//! Step record commands.

use anyhow::{Context, Result};
use chrono::NaiveDate;
use walkpoint_core::{PointsLedger, StepsSync, SystemClock};

use super::print_json;

/// Record a health-source sync and award any points it unlocks.
#[allow(clippy::too_many_arguments)]
pub fn sync(
    ledger: &PointsLedger<SystemClock>,
    user: &str,
    steps: u64,
    day: Option<NaiveDate>,
    distance_m: Option<f64>,
    calories: Option<f64>,
    active_minutes: Option<u32>,
    source: &str,
    json: bool,
) -> Result<()> {
    let source = source
        .parse()
        .with_context(|| format!("invalid step source '{source}'"))?;
    let sync = StepsSync {
        day: day.unwrap_or_else(|| chrono::Utc::now().date_naive()),
        steps,
        distance_m,
        calories,
        active_minutes,
        source,
    };

    let outcome = ledger.sync_steps(user, &sync)?;

    if json {
        return print_json(&serde_json::json!({
            "transaction": outcome.transaction,
            "counters": outcome.counters,
            "record": outcome.record,
        }));
    }
    match &outcome.transaction {
        Some(txn) => println!(
            "Synced {} steps, awarded {} point(s), balance {}",
            steps, txn.amount, txn.balance_after
        ),
        None => println!("Synced {steps} steps, nothing new to award"),
    }
    Ok(())
}

/// Show today's step record.
pub fn today(ledger: &PointsLedger<SystemClock>, user: &str, json: bool) -> Result<()> {
    let record = ledger.steps_today(user)?;

    if json {
        return print_json(&record);
    }
    match record {
        Some(record) => println!(
            "{}: {} steps ({} point(s) earned, source {})",
            record.day, record.steps, record.points_earned, record.source
        ),
        None => println!("No sync recorded today"),
    }
    Ok(())
}

/// List step records for an inclusive day range.
pub fn range(
    ledger: &PointsLedger<SystemClock>,
    user: &str,
    from: NaiveDate,
    to: NaiveDate,
    json: bool,
) -> Result<()> {
    let records = ledger.steps_range(user, from, to)?;

    if json {
        return print_json(&records);
    }
    if records.is_empty() {
        println!("No records between {from} and {to}");
        return Ok(());
    }
    for record in records {
        println!(
            "{}  {:>6} steps  {:>2} point(s)  {}",
            record.day, record.steps, record.points_earned, record.source
        );
    }
    Ok(())
}

/// Show step statistics.
pub fn stats(ledger: &PointsLedger<SystemClock>, user: &str, json: bool) -> Result<()> {
    let stats = ledger.steps_statistics(user)?;

    if json {
        return print_json(&stats);
    }
    println!("Total steps:    {}", stats.total_steps);
    println!("Average daily:  {}", stats.average_daily);
    match stats.best_day {
        Some(best) => println!("Best day:       {} ({} steps)", best.day, best.steps),
        None => println!("Best day:       none yet"),
    }
    println!("Current streak: {} day(s)", stats.current_streak);
    println!("Longest streak: {} day(s)", stats.longest_streak);
    Ok(())
}
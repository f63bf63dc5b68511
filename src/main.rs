use clap::Parser;
use tracing::{info, warn};
use workflows::{AddTwoRandomValuesParallel, AddTwoRandomValuesSerial};

#[derive(Parser, Debug)]
#[command(
    name = "redrive-worker",
    author,
    version,
    about = "durable task runtime demo worker"
)]
struct Cli {
    /// Worker threads in the executor pool
    #[arg(long, default_value_t = 4)]
    workers: usize,

    /// How many serial demo tasks to submit
    #[arg(long, default_value_t = 10)]
    serial: usize,

    /// How many parallel demo tasks to submit
    #[arg(long, default_value_t = 10)]
    parallel: usize,

    /// Log at debug level
    #[arg(long)]
    verbose: bool,
}

fn main() {
    let cli = Cli::parse();

    let max_level = if cli.verbose {
        tracing::Level::DEBUG
    } else {
        tracing::Level::INFO
    };

    let subscriber = tracing_subscriber::fmt::fmt()
        .pretty()
        .with_max_level(max_level)
        .finish();

    tracing::subscriber::set_global_default(subscriber).expect("couldn't set up tracing");

    info!("tracing has been started");
    info!("starting runtime with {} workers", cli.workers);

    let rt = redrive::init(cli.workers);

    workflows::register_all(&rt).expect("demo tasks failed to register");

    let mut ids = Vec::new();

    for _ in 0..cli.serial {
        ids.push(
            rt.submit(AddTwoRandomValuesSerial)
                .expect("couldn't submit a serial demo task"),
        );
    }

    for _ in 0..cli.parallel {
        ids.push(
            rt.submit(AddTwoRandomValuesParallel)
                .expect("couldn't submit a parallel demo task"),
        );
    }

    let mut succeeded = 0usize;
    let mut failed = 0usize;

    for id in &ids {
        match rt.wait_for(id) {
            Ok(value) => {
                info!("task {id} finished with {value}");
                succeeded += 1;
            }
            Err(error) => {
                warn!("task {id} failed: {error}");
                failed += 1;
            }
        }
    }

    info!("{succeeded} tasks succeeded, {failed} failed");
    info!("final task table:\n{}", rt.summarize());

    rt.stop();
}
//! Copyright (c) 2023 University of New Hampshire
//! SPDX-License-Identifier: MIT

use std::any::type_name;
use std::fmt;

use serde::{de::DeserializeOwned, Deserialize, Serialize};

use crate::context::Context;
use crate::errors::{TaskError, TaskResult};
use crate::store::TaskId;
use crate::wrapper;

/// Values that can cross a task boundary: arguments and outputs both live in
/// the store as structural values and come back on every re-entry.
pub trait TaskSafe:
    fmt::Debug + Send + Sync + Clone + Serialize + DeserializeOwned + 'static
{
}

impl<T> TaskSafe for T where
    T: fmt::Debug + Send + Sync + Clone + Serialize + DeserializeOwned + 'static
{
}

/// A user task type: the struct fields are the invocation arguments, `run`
/// is the body.
///
/// Bodies must be written for replay: every pass starts from the top, nested
/// [`Context::call`]s short-circuit to their recorded outcomes, and local
/// nondeterminism (random draws, timestamps) goes through
/// [`Context::cached`] so it is pinned across passes. A body either returns
/// a value, fails, or suspends; suspension is produced by a nested call and
/// must be propagated with `?`, never swallowed.
pub trait Runnable:
    Send + Sync + Clone + fmt::Debug + Serialize + DeserializeOwned + 'static
{
    type Output: TaskSafe;

    fn run(&self, context: &Context) -> TaskResult<Self::Output>;

    fn identifier() -> TaskIdentifier {
        TaskIdentifier::of::<Self>()
    }

    /// How many times the runtime re-runs this task after a failure of its
    /// own body before recording it `Failed`. A failure surfaced from a
    /// child is never retried: replay is deterministic, so the child's
    /// outcome cannot change.
    fn retry_count() -> u32 {
        0
    }

    /// The identity of one invocation of this task.
    ///
    /// The default is a stable digest of `(name, version, parent id,
    /// canonical arguments)`, which is what makes re-entry idempotent:
    /// the same call from the same parent resolves to the same record.
    /// Override to [`TaskId::random`] for top-level tasks that should run
    /// fresh on every submission.
    fn task_id(&self, parent: Option<&TaskId>) -> Result<TaskId, TaskError> {
        let args = wrapper::canonical_args(self)?;
        Ok(wrapper::deterministic_task_id(
            &Self::identifier(),
            parent,
            &args,
        ))
    }

    /// Provided with the id of the wrapping task
    fn summarize(&self, id: &TaskId) -> String {
        format!("Task {} with ID {id}", type_name::<Self>())
    }
}

/// Names one registered function: `(name, version)`.
#[derive(PartialEq, Eq, Hash, Clone, Serialize, Deserialize, Debug)]
pub struct TaskIdentifier {
    name: String,
    version: u64,
}

impl TaskIdentifier {
    pub fn named(name: &'static str) -> Self {
        Self {
            name: name.into(),
            version: 1,
        }
    }

    pub fn versioned(self, version: u64) -> Self {
        Self { version, ..self }
    }

    /// Development default: the fully qualified type path at version 1.
    ///
    /// Type paths move with refactors and version 1 never changes on its
    /// own, so production task types should pin both with
    /// [`TaskIdentifier::named`] and [`TaskIdentifier::versioned`]. A
    /// renamed type otherwise silently becomes a *different* task with a
    /// fresh identity and none of its recorded history.
    pub fn of<T: ?Sized>() -> Self {
        Self {
            name: type_name::<T>().to_owned(),
            version: 1,
        }
    }

    pub fn name(&self) -> &str {
        &self.name
    }

    pub fn version(&self) -> u64 {
        self.version
    }
}

impl fmt::Display for TaskIdentifier {
    fn fmt(&self, f: &mut fmt::Formatter<'_>) -> fmt::Result {
        write!(f, "{} v{}", self.name, self.version)
    }
}
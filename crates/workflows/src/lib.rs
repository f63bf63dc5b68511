//! Copyright (c) 2023 University of New Hampshire
//! SPDX-License-Identifier: MIT

//! Demo workflows for the runtime: a tiny key/value fixture and the task
//! types the worker binary submits against it.

use std::collections::HashMap;

use lazy_static::lazy_static;
use maplit::hashmap;
use redrive::prelude::*;

pub mod fetch_value;
pub mod random_sums;

pub use fetch_value::FetchValue;
pub use random_sums::{AddTwoRandomValuesParallel, AddTwoRandomValuesSerial};

lazy_static! {
    /// The backing map the demo tasks fetch from.
    pub static ref INFO_STORE: HashMap<&'static str, i64> = hashmap! {
        "v1" => 1,
        "v2" => 2,
        "v3" => 3,
    };
}

/// Register every demo task type with a runtime.
pub fn register_all(rt: &Runtime) -> Result<(), TaskError> {
    rt.register::<FetchValue>()?;
    rt.register::<AddTwoRandomValuesSerial>()?;
    rt.register::<AddTwoRandomValuesParallel>()?;

    Ok(())
}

================================

Begin with the first line of the listing and copy exactly through the line that contains "let sync = StepsSync", please, keeping both ends and leaving out everything after.

//! Step record commands.

use anyhow::{Context, Result};
use chrono::NaiveDate;
use walkpoint_core::{PointsLedger, StepsSync, SystemClock};

use super::print_json;

/// Record a health-source sync and award any points it unlocks.
#[allow(clippy::too_many_arguments)]
pub fn sync(
    ledger: &PointsLedger<SystemClock>,
    user: &str,
    steps: u64,
    day: Option<NaiveDate>,
    distance_m: Option<f64>,
    calories: Option<f64>,
    active_minutes: Option<u32>,
    source: &str,
    json: bool,
) -> Result<()> {
    let source = source
        .parse()
        .with_context(|| format!("invalid step source '{source}'"))?;
    let sync = StepsSync {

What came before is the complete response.